MASSACHUSETTS: What a contrast in ads in the Democratic primary in the Senate race. Stephen Lynch goes heavy bio, emphasizing that he was an ironworker, who grew up in public housing: “In Congress, I’ve learned doing what’s right means knowing when to compromise and when to stand firm.”
Ed Markey’s running against guns: “I’ll stand up to the gun lobby. I want these guns off our streets.” (Markey and Lynch will debate March 27.)
The Republican candidates for Senate debated.
Scott Brown’s joining a Boston law firm. The Boston Globe: “The job allows Brown to begin cashing in on his contacts with the financial services industry, which he helped oversee in the Senate. He received hefty donations from the industry during his race last year against Warren.”
MICHIGAN: The height of the trees maybe weren’t just right for Scott Romney. Mitt Romney’s brother won’t run for the open Senate seat.


The guy who shot the 47% video is a National Hero!!!
For what...exposing the fact that 47% of the American people now rely on government for something???
For exposing Willard for what he is? Heck that 47% of dead beats voted for Willard.
Think the "dead beats" as you put it went the other way. Nice try though...have a good day. :)
Serving in Congress is now no more than a stepping stone to lucrative jobs in private industry.
Must be nice for Conservatives to be able to go back to not having to pretend to like Mr. Romney.
Romney was caught in the middle and has nothing to apologize for. He was caught in a losing situation from the begining. As I recall, in many states he wasn't the winner of the primary elections. It was an anybody but Romney campaign. The extremists on the far, far right wanted him to be as looney as they are but he just couldn't do it. Much of the flip fops of Willard was due to the pressures he faced in his party being tugged from both the sensible center and the ridiculous far right.

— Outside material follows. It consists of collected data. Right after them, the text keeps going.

// Copyright (c) 2025 Geoffrey Huntley <ghuntley@ghuntley.com>. All rights reserved.
// SPDX-License-Identifier: Proprietary

//! In-memory policy storage.
//!
//! Rules are grouped by assertion key (`p`, `p2`, `g`, ...) and keep the order
//! they were loaded or added in. Evaluation order, and therefore the outcome
//! of priority effects, follows this order.

use std::collections::{BTreeMap, HashSet};

/// Rules for every policy and role assertion, in insertion order.
#[derive(Debug, Clone, Default, PartialEq, Eq)]
pub struct PolicyStore {
	rules: BTreeMap<String, Vec<Vec<String>>>,
}

impl PolicyStore {
	pub fn new() -> Self {
		Self::default()
	}

	/// Rules stored under `key`, in insertion order.
	pub fn rules(&self, key: &str) -> &[Vec<String>] {
		self.rules.get(key).map(Vec::as_slice).unwrap_or(&[])
	}

	/// Keys that currently hold at least one rule.
	pub fn keys(&self) -> impl Iterator<Item = &str> {
		self.rules
			.iter()
			.filter(|(_, rules)| !rules.is_empty())
			.map(|(key, _)| key.as_str())
	}

	pub fn len(&self, key: &str) -> usize {
		self.rules(key).len()
	}

	pub fn is_empty(&self) -> bool {
		self.rules.values().all(Vec::is_empty)
	}

	pub fn has_rule(&self, key: &str, rule: &[String]) -> bool {
		self.rules(key).iter().any(|r| r == rule)
	}

	/// Appends a rule. Returns `false` without storing anything when the exact
	/// rule is already present.
	pub fn add_rule(&mut self, key: &str, rule: Vec<String>) -> bool {
		if self.has_rule(key, &rule) {
			return false;
		}
		self.rules.entry(key.to_string()).or_default().push(rule);
		true
	}

	/// Appends all rules, or none of them if any is already present.
	pub fn add_rules(&mut self, key: &str, rules: Vec<Vec<String>>) -> bool {
		let conflict = {
			let mut seen = HashSet::new();
			rules
				.iter()
				.any(|rule| self.has_rule(key, rule) || !seen.insert(rule.as_slice()))
		};
		if conflict {
			return false;
		}
		self.rules.entry(key.to_string()).or_default().extend(rules);
		true
	}

	/// Appends rules exactly as an adapter produced them, duplicates included.
	pub fn extend_unchecked(&mut self, key: &str, rules: impl IntoIterator<Item = Vec<String>>) {
		self.rules.entry(key.to_string()).or_default().extend(rules);
	}

	pub fn remove_rule(&mut self, key: &str, rule: &[String]) -> bool {
		let Some(rules) = self.rules.get_mut(key) else {
			return false;
		};
		match rules.iter().position(|r| r == rule) {
			Some(pos) => {
				rules.remove(pos);
				true
			}
			None => false,
		}
	}

	/// Removes all rules, or none of them if any is missing.
	pub fn remove_rules(&mut self, key: &str, rules: &[Vec<String>]) -> bool {
		if rules.is_empty() || !rules.iter().all(|rule| self.has_rule(key, rule)) {
			return false;
		}
		for rule in rules {
			self.remove_rule(key, rule);
		}
		true
	}

	/// Rules whose fields starting at `field_index` equal `values`. An empty
	/// string in `values` matches any field value.
	pub fn filtered(&self, key: &str, field_index: usize, values: &[String]) -> Vec<Vec<String>> {
		self.rules(key)
			.iter()
			.filter(|rule| matches_filter(rule, field_index, values))
			.cloned()
			.collect()
	}

	/// Removes the rules [`PolicyStore::filtered`] would return and hands them
	/// back. An all-empty filter removes nothing.
	pub fn remove_filtered(
		&mut self,
		key: &str,
		field_index: usize,
		values: &[String],
	) -> Vec<Vec<String>> {
		if values.iter().all(String::is_empty) {
			return Vec::new();
		}
		let Some(rules) = self.rules.get_mut(key) else {
			return Vec::new();
		};
		let mut removed = Vec::new();
		rules.retain(|rule| {
			if matches_filter(rule, field_index, values) {
				removed.push(rule.clone());
				false
			} else {
				true
			}
		});
		removed
	}

	/// Distinct values of one field, in first-seen order.
	pub fn values_for_field(&self, key: &str, field_index: usize) -> Vec<String> {
		let mut seen = HashSet::new();
		self.rules(key)
			.iter()
			.filter_map(|rule| rule.get(field_index))
			.filter(|value| seen.insert(value.as_str()))
			.cloned()
			.collect()
	}

	pub fn clear(&mut self) {
		self.rules.clear();
	}

	/// Every `(key, rule)` pair, grouped by key.
	pub fn iter(&self) -> impl Iterator<Item = (&str, &[String])> {
		self.rules
			.iter()
			.flat_map(|(key, rules)| rules.iter().map(move |rule| (key.as_str(), rule.as_slice())))
	}
}

/// Whether the fields of `rule` from `field_index` on equal `values`, where an
/// empty value matches anything.
pub(crate) fn matches_filter(rule: &[String], field_index: usize, values: &[String]) -> bool {
	values.iter().enumerate().all(|(i, value)| {
		value.is_empty()
			|| rule
				.get(field_index + i)
				.is_some_and(|field| field == value)
	})
}

#[cfg(test)]
mod tests {
	use super::*;

	fn rule(fields: &[&str]) -> Vec<String> {
		fields.iter().map(|s| s.to_string()).collect()
	}

	fn sample_store() -> PolicyStore {
		let mut store = PolicyStore::new();
		store.add_rule("p", rule(&["alice", "data1", "read"]));
		store.add_rule("p", rule(&["bob", "data2", "write"]));
		store.add_rule("p", rule(&["alice", "data2", "read"]));
		store.add_rule("g", rule(&["alice", "admin"]));
		store
	}

	#[test]
	fn preserves_insertion_order() {
		let store = sample_store();
		let subjects: Vec<&str> = store.rules("p").iter().map(|r| r[0].as_str()).collect();
		assert_eq!(subjects, ["alice", "bob", "alice"]);
	}

	#[test]
	fn add_rule_rejects_duplicates() {
		let mut store = sample_store();
		assert!(!store.add_rule("p", rule(&["alice", "data1", "read"])));
		assert_eq!(store.len("p"), 3);
	}

	#[test]
	fn add_rules_is_all_or_nothing() {
		let mut store = sample_store();
		assert!(!store.add_rules(
			"p",
			vec![rule(&["carol", "data3", "read"]), rule(&["bob", "data2", "write"])]
		));
		assert_eq!(store.len("p"), 3);

		assert!(!store.add_rules(
			"p",
			vec![rule(&["carol", "data3", "read"]), rule(&["carol", "data3", "read"])]
		));

		assert!(store.add_rules(
			"p",
			vec![rule(&["carol", "data3", "read"]), rule(&["dave", "data3", "read"])]
		));
		assert_eq!(store.len("p"), 5);
	}

	#[test]
	fn remove_rule_reports_presence() {
		let mut store = sample_store();
		assert!(store.remove_rule("p", &rule(&["bob", "data2", "write"])));
		assert!(!store.remove_rule("p", &rule(&["bob", "data2", "write"])));
		assert!(!store.remove_rule("p9", &rule(&["bob"])));
		assert_eq!(store.len("p"), 2);
	}

	#[test]
	fn remove_rules_is_all_or_nothing() {
		let mut store = sample_store();
		assert!(!store.remove_rules(
			"p",
			&[rule(&["alice", "data1", "read"]), rule(&["nobody", "x", "y"])]
		));
		assert_eq!(store.len("p"), 3);
		assert!(store.remove_rules(
			"p",
			&[rule(&["alice", "data1", "read"]), rule(&["alice", "data2", "read"])]
		));
		assert_eq!(store.len("p"), 1);
	}

	#[test]
	fn filtered_treats_empty_as_wildcard() {
		let store = sample_store();
		let alice = store.filtered("p", 0, &rule(&["alice"]));
		assert_eq!(alice.len(), 2);

		let reads = store.filtered("p", 1, &rule(&["", "read"]));
		assert_eq!(reads.len(), 2);

		assert!(store.filtered("p", 5, &rule(&["x"])).is_empty());
	}

	#[test]
	fn remove_filtered_returns_removed_rules() {
		let mut store = sample_store();
		let removed = store.remove_filtered("p", 0, &rule(&["alice"]));
		assert_eq!(removed.len(), 2);
		assert_eq!(store.rules("p"), [rule(&["bob", "data2", "write"])]);

		assert!(store.remove_filtered("p", 0, &rule(&[""])).is_empty());
	}

	#[test]
	fn values_for_field_are_distinct() {
		let store = sample_store();
		assert_eq!(store.values_for_field("p", 0), ["alice", "bob"]);
		assert_eq!(store.values_for_field("p", 2), ["read", "write"]);
	}

	#[test]
	fn extend_unchecked_keeps_duplicates() {
		let mut store = PolicyStore::new();
		store.extend_unchecked("p", vec![rule(&["a"]), rule(&["a"])]);
		assert_eq!(store.len("p"), 2);
	}

	#[test]
	fn iter_and_keys() {
		let store = sample_store();
		assert_eq!(store.iter().count(), 4);
		assert_eq!(store.keys().collect::<Vec<_>>(), ["g", "p"]);
		assert!(!store.is_empty());
	}
}
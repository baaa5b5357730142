// Copyright (c) 2025 Geoffrey Huntley <ghuntley@ghuntley.com>. All rights reserved.
// SPDX-License-Identifier: Proprietary

use crate::error::Result;

use super::{PolicyLine, PolicyLoader};

/// Read-only adapter over CSV policy text.
#[derive(Debug, Clone, Default)]
pub struct StringAdapter {
	text: String,
}

impl StringAdapter {
	pub fn new(text: impl Into<String>) -> Self {
		Self { text: text.into() }
	}
}

impl PolicyLoader for StringAdapter {
	fn load_policy(&mut self) -> Result<Vec<PolicyLine>> {
		PolicyLine::parse_lines(&self.text)
	}
}

/// Adapter that stores nothing. Policy lives only in the enforcer.
#[derive(Debug, Clone, Copy, Default)]
pub struct NullAdapter;

impl PolicyLoader for NullAdapter {
	fn load_policy(&mut self) -> Result<Vec<PolicyLine>> {
		Ok(Vec::new())
	}
}

#[cfg(test)]
mod tests {
	use super::*;

	#[test]
	fn string_adapter_loads_csv() {
		let mut adapter = StringAdapter::new("p, alice, data1, read\n\n# comment\ng, alice, admin\n");
		let lines = adapter.load_policy().unwrap();
		assert_eq!(lines.len(), 2);
		assert_eq!(lines[0].key, "p");
		assert_eq!(lines[1].rule, ["alice", "admin"]);
	}

	#[test]
	fn string_adapter_reports_bad_lines() {
		let mut adapter = StringAdapter::new("p, \"unterminated\n");
		assert!(adapter.load_policy().is_err());
	}

	#[test]
	fn null_adapter_is_empty() {
		assert!(NullAdapter.load_policy().unwrap().is_empty());
	}
}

As long as the Republican party remains under the thumb of the extreme right wing nut job Fascist wannabes they are going to lose elections. They expose themselves for what they realy are and people just can't go off the deep end any more and vote for them.
Had Willard waged a more centerist campaign his address might be on Pennsylvania Avenue in Washington, DC., but he didn't, he cowtowed to the rwnjefw and he lost.
Romney's problem was he just couldn't bring himself to tell the truth. He spent to many years in the board room lying to investors.
It takes a person with socio-pathic tendencies to rip apart companies, throw people out of work, and steal from pension funds so that he can add to his already mammoth fortune. Certainly, he is able to compartmentalize those aspects of his personality and deny that he ever knowingly hurt large numbers of people, but loving his family doesn't earn him a pass for his heinously immoral acts.
Can Mittens fix my car? He's a brilliant man and can fix anything. It kills me he's not a mechanic.